> [AIM OF THE TASK] Return the entries in full, exactly as they were written.

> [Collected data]
'''

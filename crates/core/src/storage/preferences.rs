use crate::domain::preferences::Preferences;
use anyhow::Context;
use std::io::ErrorKind;
use std::path::PathBuf;

/// Preferences as a small JSON file: `{"language": "ko", "ai_model": "gemini"}`.
#[derive(Debug, Clone)]
pub struct PreferenceStore {
    path: PathBuf,
}

impl PreferenceStore {
    pub fn new(path: impl Into<PathBuf>) -> Self {
        Self { path: path.into() }
    }

    /// A missing or unreadable file yields the defaults; only I/O failures other than
    /// "not found" are errors.
    pub fn load(&self) -> anyhow::Result<Preferences> {
        let body = match std::fs::read_to_string(&self.path) {
            Ok(body) => body,
            Err(err) if err.kind() == ErrorKind::NotFound => {
                tracing::debug!(path = %self.path.display(), "no saved preferences; using defaults");
                return Ok(Preferences::default());
            }
            Err(err) => {
                return Err(err)
                    .with_context(|| format!("failed to read {}", self.path.display()));
            }
        };

        match serde_json::from_str(&body) {
            Ok(prefs) => Ok(prefs),
            Err(err) => {
                tracing::warn!(path = %self.path.display(), error = %err, "ignoring malformed preferences file");
                Ok(Preferences::default())
            }
        }
    }

    pub fn save(&self, prefs: &Preferences) -> anyhow::Result<()> {
        if let Some(parent) = self.path.parent().filter(|p| !p.as_os_str().is_empty()) {
            std::fs::create_dir_all(parent)
                .with_context(|| format!("failed to create {}", parent.display()))?;
        }
        let body = serde_json::to_string_pretty(prefs).context("failed to serialize preferences")?;
        std::fs::write(&self.path, body)
            .with_context(|| format!("failed to write {}", self.path.display()))?;
        Ok(())
    }
}

#[cfg(test)]
mod tests {
    use super::*;
    use crate::domain::preferences::{AiModel, Language};
    use tempfile::{tempdir, TempDir};

    fn prefs_path(dir: &TempDir) -> PathBuf {
        dir.path().join("nested").join("preferences.json")
    }

    #[test]
    fn absent_file_loads_defaults() {
        let dir = tempdir().unwrap();
        let store = PreferenceStore::new(prefs_path(&dir));
        assert_eq!(store.load().unwrap(), Preferences::default());
    }

    #[test]
    fn save_creates_directories_and_round_trips() {
        let dir = tempdir().unwrap();
        let path = prefs_path(&dir);
        let store = PreferenceStore::new(&path);
        let prefs = Preferences {
            language: Language::En,
            ai_model: AiModel::Gpt,
        };
        store.save(&prefs).unwrap();
        assert_eq!(store.load().unwrap(), prefs);

        let raw: serde_json::Value =
            serde_json::from_str(&std::fs::read_to_string(&path).unwrap()).unwrap();
        assert_eq!(raw["language"], "en");
        assert_eq!(raw["ai_model"], "gpt");
    }

    #[test]
    fn malformed_file_falls_back_to_defaults() {
        let dir = tempdir().unwrap();
        let path = prefs_path(&dir);
        std::fs::create_dir_all(path.parent().unwrap()).unwrap();
        std::fs::write(&path, "{not json").unwrap();
        assert_eq!(PreferenceStore::new(&path).load().unwrap(), Preferences::default());
    }
}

'''

> [ANSWER FOR THE TASK]
filename crates/core/src/storage/preferences.rs
use crate::domain::preferences::Preferences;
use anyhow::Context;
use std::io::ErrorKind;
use std::path::PathBuf;

/// Preferences as a small JSON file: `{"language": "ko", "ai_model": "gemini"}`.
#[derive(Debug, Clone)]
pub struct PreferenceStore {
    path: PathBuf,
}

impl PreferenceStore {
    pub fn new(path: impl Into<PathBuf>) -> Self {
        Self { path: path.into() }
    }

    /// A missing or unreadable file yields the defaults; only I/O failures other than
    /// "not found" are errors.
    pub fn load(&self) -> anyhow::Result<Preferences> {
        let body = match std::fs::read_to_string(&self.path) {
            Ok(body) => body,
            Err(err) if err.kind() == ErrorKind::NotFound => {
                tracing::debug!(path = %self.path.display(), "no saved preferences; using defaults");
                return Ok(Preferences::default());
            }
            Err(err) => {
                return Err(err)
                    .with_context(|| format!("failed to read {}", self.path.display()));
            }
        };

        match serde_json::from_str(&body) {
            Ok(prefs) => Ok(prefs),
            Err(err) => {
                tracing::warn!(path = %self.path.display(), error = %err, "ignoring malformed preferences file");
                Ok(Preferences::default())
            }
        }
    }

    pub fn save(&self, prefs: &Preferences) -> anyhow::Result<()> {
        if let Some(parent) = self.path.parent().filter(|p| !p.as_os_str().is_empty()) {
            std::fs::create_dir_all(parent)
                .with_context(|| format!("failed to create {}", parent.display()))?;
        }
        let body = serde_json::to_string_pretty(prefs).context("failed to serialize preferences")?;
        std::fs::write(&self.path, body)
            .with_context(|| format!("failed to write {}", self.path.display()))?;
        Ok(())
    }
}

#[cfg(test)]
mod tests {
    use super::*;
    use crate::domain::preferences::{AiModel, Language};
    use tempfile::{tempdir, TempDir};

    fn prefs_path(dir: &TempDir) -> PathBuf {
        dir.path().join("nested").join("preferences.json")
    }

    #[test]
    fn absent_file_loads_defaults() {
        let dir = tempdir().unwrap();
        let store = PreferenceStore::new(prefs_path(&dir));
        assert_eq!(store.load().unwrap(), Preferences::default());
    }

    #[test]
    fn save_creates_directories_and_round_trips() {
        let dir = tempdir().unwrap();
        let path = prefs_path(&dir);
        let store = PreferenceStore::new(&path);
        let prefs = Preferences {
            language: Language::En,
            ai_model: AiModel::Gpt,
        };
        store.save(&prefs).unwrap();
        assert_eq!(store.load().unwrap(), prefs);

        let raw: serde_json::Value =
            serde_json::from_str(&std::fs::read_to_string(&path).unwrap()).unwrap();
        assert_eq!(raw["language"], "en");
        assert_eq!(raw["ai_model"], "gpt");
    }

    #[test]
    fn malformed_file_falls_back_to_defaults() {
        let dir = tempdir().unwrap();
        let path = prefs_path(&dir);
        std::fs::create_dir_all(path.parent().unwrap()).unwrap();
        std::fs::write(&path, "{not json").unwrap();
        assert_eq!(PreferenceStore::new(&path).load().unwrap(), Preferences::default());
    }
}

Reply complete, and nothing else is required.